*Required action:* Can you give all the records again without altering a single character?

*Record extracts:*
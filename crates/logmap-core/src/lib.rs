#![deny(missing_docs)]
#![doc = "Core traits and data types for the logmap sweep engine."]

pub mod errors;
pub mod params;
pub mod provenance;
mod config;
mod orbit;
mod types;

pub use config::SweepConfig;
pub use errors::{ErrorInfo, LogmapError};
pub use orbit::{logistic_derivative, logistic_step, OrbitIterator};
pub use params::parameter_space;
pub use provenance::{RunProvenance, SchemaVersion};
pub use types::{BifurcationRecord, LyapunovRecord};

/// Capability contract shared by the reference and optimized sweep paths.
///
/// Both implementations must honour the same semantics over an identical
/// parameter sequence: per-r records in the order of `r_values`, temporal
/// order within one r, and the skip-as-zero singularity policy for the
/// exponent average. The benchmark harness compares implementations of this
/// trait structurally, so any divergence beyond floating accumulation noise
/// is a correctness defect of the implementation, not of the harness.
pub trait OrbitComputer: Send + Sync {
    /// Short stable label identifying the implementation in artifacts.
    fn label(&self) -> &'static str;

    /// Computes the bifurcation table: one record per post-transient iterate
    /// per r value, `num_generations - transients` records per r.
    fn bifurcation(
        &self,
        r_values: &[f64],
        config: &SweepConfig,
    ) -> Result<Vec<BifurcationRecord>, LogmapError>;

    /// Computes the Lyapunov table: exactly one averaged exponent per r
    /// value, accumulated over the full iteration history.
    fn lyapunov(
        &self,
        r_values: &[f64],
        config: &SweepConfig,
    ) -> Result<Vec<LyapunovRecord>, LogmapError>;
}
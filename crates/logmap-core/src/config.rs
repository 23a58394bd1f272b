use serde::{Deserialize, Serialize};

use crate::errors::{ErrorInfo, LogmapError};

/// YAML-configurable parameters governing one sweep over the control parameter.
///
/// The defaults reproduce the reference operating point: 300 evenly spaced
/// r values in [1, 4], 1000 map applications per r with the first 500
/// discarded as transients, starting from x = 0.5.
#[derive(Debug, Clone, PartialEq, Serialize, Deserialize)]
pub struct SweepConfig {
    /// Lower bound of the control parameter interval (inclusive).
    #[serde(default = "default_r_min")]
    pub r_min: f64,
    /// Upper bound of the control parameter interval (inclusive).
    #[serde(default = "default_r_max")]
    pub r_max: f64,
    /// Number of evenly spaced r samples, including both bounds.
    #[serde(default = "default_samples")]
    pub samples: usize,
    /// Total map applications per r value.
    #[serde(default = "default_num_generations")]
    pub num_generations: usize,
    /// Leading applications discarded before recording orbit states.
    #[serde(default = "default_transients")]
    pub transients: usize,
    /// Initial orbit state shared by every r value.
    #[serde(default = "default_initial_x")]
    pub initial_x: f64,
}

fn default_r_min() -> f64 {
    1.0
}

fn default_r_max() -> f64 {
    4.0
}

fn default_samples() -> usize {
    300
}

fn default_num_generations() -> usize {
    1000
}

fn default_transients() -> usize {
    500
}

fn default_initial_x() -> f64 {
    0.5
}

impl Default for SweepConfig {
    fn default() -> Self {
        Self {
            r_min: default_r_min(),
            r_max: default_r_max(),
            samples: default_samples(),
            num_generations: default_num_generations(),
            transients: default_transients(),
            initial_x: default_initial_x(),
        }
    }
}

impl SweepConfig {
    /// Number of recorded iterates per r value.
    pub fn recorded_generations(&self) -> usize {
        self.num_generations.saturating_sub(self.transients)
    }

    /// Checks the configuration invariants, rejecting (never clamping)
    /// degenerate iteration counts and parameter intervals.
    ///
    /// r values outside the map's stable domain (0, 4] are deliberately not
    /// rejected: divergent orbits are observable output, not a failure.
    pub fn validate(&self) -> Result<(), LogmapError> {
        if self.samples < 2 {
            return Err(LogmapError::Config(
                ErrorInfo::new("degenerate-samples", "at least two r samples are required")
                    .with_context("samples", self.samples.to_string())
                    .with_hint("inclusive spacing needs samples >= 2"),
            ));
        }
        if self.num_generations <= self.transients {
            return Err(LogmapError::Config(
                ErrorInfo::new(
                    "empty-recording-phase",
                    "num_generations must exceed transients",
                )
                .with_context("num_generations", self.num_generations.to_string())
                .with_context("transients", self.transients.to_string()),
            ));
        }
        if !self.r_min.is_finite() || !self.r_max.is_finite() {
            return Err(LogmapError::Config(
                ErrorInfo::new("non-finite-bounds", "r interval bounds must be finite")
                    .with_context("r_min", self.r_min.to_string())
                    .with_context("r_max", self.r_max.to_string()),
            ));
        }
        Ok(())
    }
}
use std::collections::BTreeMap;
use std::fs;
use std::path::Path;

use chrono::Utc;
use logmap_core::errors::ErrorInfo;
use logmap_core::{LogmapError, RunProvenance, SchemaVersion, SweepConfig};
use serde::{Deserialize, Serialize};

use crate::hash::stable_hash_string;
use crate::recorder::TablePaths;

/// Structured manifest describing a completed sweep and its artifacts.
#[derive(Debug, Clone, Serialize, Deserialize, PartialEq)]
pub struct SweepManifest {
    /// Schema version of the manifest payload.
    pub schema_version: SchemaVersion,
    /// Configuration used for the sweep.
    pub config: SweepConfig,
    /// Provenance stamped when the manifest was built.
    pub provenance: RunProvenance,
    /// Table files per computation path label (relative to the manifest).
    pub tables: BTreeMap<String, TablePaths>,
}

impl SweepManifest {
    /// Builds a manifest for the given configuration with fresh provenance.
    pub fn new(config: SweepConfig) -> Result<Self, LogmapError> {
        let provenance = provenance_for(&config)?;
        Ok(Self {
            schema_version: SchemaVersion::default(),
            config,
            provenance,
            tables: BTreeMap::new(),
        })
    }

    /// Registers the table files written for one computation path.
    pub fn insert_tables(&mut self, label: impl Into<String>, paths: TablePaths) {
        self.tables.insert(label.into(), paths);
    }

    /// Writes the manifest to a JSON file.
    pub fn write(&self, path: &Path) -> Result<(), LogmapError> {
        if let Some(parent) = path.parent() {
            fs::create_dir_all(parent).map_err(|err| {
                LogmapError::Serde(
                    ErrorInfo::new("manifest-mkdir", err.to_string())
                        .with_context("path", parent.display().to_string()),
                )
            })?;
        }
        let json = serde_json::to_string_pretty(self).map_err(|err| {
            LogmapError::Serde(
                ErrorInfo::new("manifest-serialize", err.to_string())
                    .with_context("path", path.display().to_string()),
            )
        })?;
        fs::write(path, json).map_err(|err| {
            LogmapError::Serde(
                ErrorInfo::new("manifest-write", err.to_string())
                    .with_context("path", path.display().to_string()),
            )
        })
    }

    /// Loads a manifest from disk.
    pub fn load(path: &Path) -> Result<Self, LogmapError> {
        let contents = fs::read_to_string(path).map_err(|err| {
            LogmapError::Serde(
                ErrorInfo::new("manifest-read", err.to_string())
                    .with_context("path", path.display().to_string()),
            )
        })?;
        serde_json::from_str(&contents).map_err(|err| {
            LogmapError::Serde(
                ErrorInfo::new("manifest-parse", err.to_string())
                    .with_context("path", path.display().to_string()),
            )
        })
    }
}

/// Stamps provenance for a sweep about to run under `config`.
pub fn provenance_for(config: &SweepConfig) -> Result<RunProvenance, LogmapError> {
    let mut tool_versions = BTreeMap::new();
    tool_versions.insert(
        "logmap-sweep".to_string(),
        env!("CARGO_PKG_VERSION").to_string(),
    );
    Ok(RunProvenance {
        config_hash: stable_hash_string(config)?,
        created_at: Utc::now().to_rfc3339(),
        tool_versions,
    })
}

*Answer for the task:*
filename crates/logmap-core/src/lib.rs
#![deny(missing_docs)]
#![doc = "Core traits and data types for the logmap sweep engine."]

pub mod errors;
pub mod params;
pub mod provenance;
mod config;
mod orbit;
mod types;

pub use config::SweepConfig;
pub use errors::{ErrorInfo, LogmapError};
pub use orbit::{logistic_derivative, logistic_step, OrbitIterator};
pub use params::parameter_space;
pub use provenance::{RunProvenance, SchemaVersion};
pub use types::{BifurcationRecord, LyapunovRecord};

/// Capability contract shared by the reference and optimized sweep paths.
///
/// Both implementations must honour the same semantics over an identical
/// parameter sequence: per-r records in the order of `r_values`, temporal
/// order within one r, and the skip-as-zero singularity policy for the
/// exponent average. The benchmark harness compares implementations of this
/// trait structurally, so any divergence beyond floating accumulation noise
/// is a correctness defect of the implementation, not of the harness.
pub trait OrbitComputer: Send + Sync {
    /// Short stable label identifying the implementation in artifacts.
    fn label(&self) -> &'static str;

    /// Computes the bifurcation table: one record per post-transient iterate
    /// per r value, `num_generations - transients` records per r.
    fn bifurcation(
        &self,
        r_values: &[f64],
        config: &SweepConfig,
    ) -> Result<Vec<BifurcationRecord>, LogmapError>;

    /// Computes the Lyapunov table: exactly one averaged exponent per r
    /// value, accumulated over the full iteration history.
    fn lyapunov(
        &self,
        r_values: &[f64],
        config: &SweepConfig,
    ) -> Result<Vec<LyapunovRecord>, LogmapError>;
}
filename crates/logmap-core/src/config.rs
repository 23a58394bd1f272b
use serde::{Deserialize, Serialize};

use crate::errors::{ErrorInfo, LogmapError};

/// YAML-configurable parameters governing one sweep over the control parameter.
///
/// The defaults reproduce the reference operating point: 300 evenly spaced
/// r values in [1, 4], 1000 map applications per r with the first 500
/// discarded as transients, starting from x = 0.5.
#[derive(Debug, Clone, PartialEq, Serialize, Deserialize)]
pub struct SweepConfig {
    /// Lower bound of the control parameter interval (inclusive).
    #[serde(default = "default_r_min")]
    pub r_min: f64,
    /// Upper bound of the control parameter interval (inclusive).
    #[serde(default = "default_r_max")]
    pub r_max: f64,
    /// Number of evenly spaced r samples, including both bounds.
    #[serde(default = "default_samples")]
    pub samples: usize,
    /// Total map applications per r value.
    #[serde(default = "default_num_generations")]
    pub num_generations: usize,
    /// Leading applications discarded before recording orbit states.
    #[serde(default = "default_transients")]
    pub transients: usize,
    /// Initial orbit state shared by every r value.
    #[serde(default = "default_initial_x")]
    pub initial_x: f64,
}

fn default_r_min() -> f64 {
    1.0
}

fn default_r_max() -> f64 {
    4.0
}

fn default_samples() -> usize {
    300
}

fn default_num_generations() -> usize {
    1000
}

fn default_transients() -> usize {
    500
}

fn default_initial_x() -> f64 {
    0.5
}

impl Default for SweepConfig {
    fn default() -> Self {
        Self {
            r_min: default_r_min(),
            r_max: default_r_max(),
            samples: default_samples(),
            num_generations: default_num_generations(),
            transients: default_transients(),
            initial_x: default_initial_x(),
        }
    }
}

impl SweepConfig {
    /// Number of recorded iterates per r value.
    pub fn recorded_generations(&self) -> usize {
        self.num_generations.saturating_sub(self.transients)
    }

    /// Checks the configuration invariants, rejecting (never clamping)
    /// degenerate iteration counts and parameter intervals.
    ///
    /// r values outside the map's stable domain (0, 4] are deliberately not
    /// rejected: divergent orbits are observable output, not a failure.
    pub fn validate(&self) -> Result<(), LogmapError> {
        if self.samples < 2 {
            return Err(LogmapError::Config(
                ErrorInfo::new("degenerate-samples", "at least two r samples are required")
                    .with_context("samples", self.samples.to_string())
                    .with_hint("inclusive spacing needs samples >= 2"),
            ));
        }
        if self.num_generations <= self.transients {
            return Err(LogmapError::Config(
                ErrorInfo::new(
                    "empty-recording-phase",
                    "num_generations must exceed transients",
                )
                .with_context("num_generations", self.num_generations.to_string())
                .with_context("transients", self.transients.to_string()),
            ));
        }
        if !self.r_min.is_finite() || !self.r_max.is_finite() {
            return Err(LogmapError::Config(
                ErrorInfo::new("non-finite-bounds", "r interval bounds must be finite")
                    .with_context("r_min", self.r_min.to_string())
                    .with_context("r_max", self.r_max.to_string()),
            ));
        }
        Ok(())
    }
}
use std::collections::BTreeMap;
use std::fs;
use std::path::Path;

use chrono::Utc;
use logmap_core::errors::ErrorInfo;
use logmap_core::{LogmapError, RunProvenance, SchemaVersion, SweepConfig};
use serde::{Deserialize, Serialize};

use crate::hash::stable_hash_string;
use crate::recorder::TablePaths;

/// Structured manifest describing a completed sweep and its artifacts.
#[derive(Debug, Clone, Serialize, Deserialize, PartialEq)]
pub struct SweepManifest {
    /// Schema version of the manifest payload.
    pub schema_version: SchemaVersion,
    /// Configuration used for the sweep.
    pub config: SweepConfig,
    /// Provenance stamped when the manifest was built.
    pub provenance: RunProvenance,
    /// Table files per computation path label (relative to the manifest).
    pub tables: BTreeMap<String, TablePaths>,
}

impl SweepManifest {
    /// Builds a manifest for the given configuration with fresh provenance.
    pub fn new(config: SweepConfig) -> Result<Self, LogmapError> {
        let provenance = provenance_for(&config)?;
        Ok(Self {
            schema_version: SchemaVersion::default(),
            config,
            provenance,
            tables: BTreeMap::new(),
        })
    }

    /// Registers the table files written for one computation path.
    pub fn insert_tables(&mut self, label: impl Into<String>, paths: TablePaths) {
        self.tables.insert(label.into(), paths);
    }

    /// Writes the manifest to a JSON file.
    pub fn write(&self, path: &Path) -> Result<(), LogmapError> {
        if let Some(parent) = path.parent() {
            fs::create_dir_all(parent).map_err(|err| {
                LogmapError::Serde(
                    ErrorInfo::new("manifest-mkdir", err.to_string())
                        .with_context("path", parent.display().to_string()),
                )
            })?;
        }
        let json = serde_json::to_string_pretty(self).map_err(|err| {
            LogmapError::Serde(
                ErrorInfo::new("manifest-serialize", err.to_string())
                    .with_context("path", path.display().to_string()),
            )
        })?;
        fs::write(path, json).map_err(|err| {
            LogmapError::Serde(
                ErrorInfo::new("manifest-write", err.to_string())
                    .with_context("path", path.display().to_string()),
            )
        })
    }

    /// Loads a manifest from disk.
    pub fn load(path: &Path) -> Result<Self, LogmapError> {
        let contents = fs::read_to_string(path).map_err(|err| {
            LogmapError::Serde(
                ErrorInfo::new("manifest-read", err.to_string())
                    .with_context("path", path.display().to_string()),
            )
        })?;
        serde_json::from_str(&contents).map_err(|err| {
            LogmapError::Serde(
                ErrorInfo::new("manifest-parse", err.to_string())
                    .with_context("path", path.display().to_string()),
            )
        })
    }
}

/// Stamps provenance for a sweep about to run under `config`.
pub fn provenance_for(config: &SweepConfig) -> Result<RunProvenance, LogmapError> {
    let mut tool_versions = BTreeMap::new();
    tool_versions.insert(
        "logmap-sweep".to_string(),
        env!("CARGO_PKG_VERSION").to_string(),
    );
    Ok(RunProvenance {
        config_hash: stable_hash_string(config)?,
        created_at: Utc::now().to_rfc3339(),
        tool_versions,
    })
}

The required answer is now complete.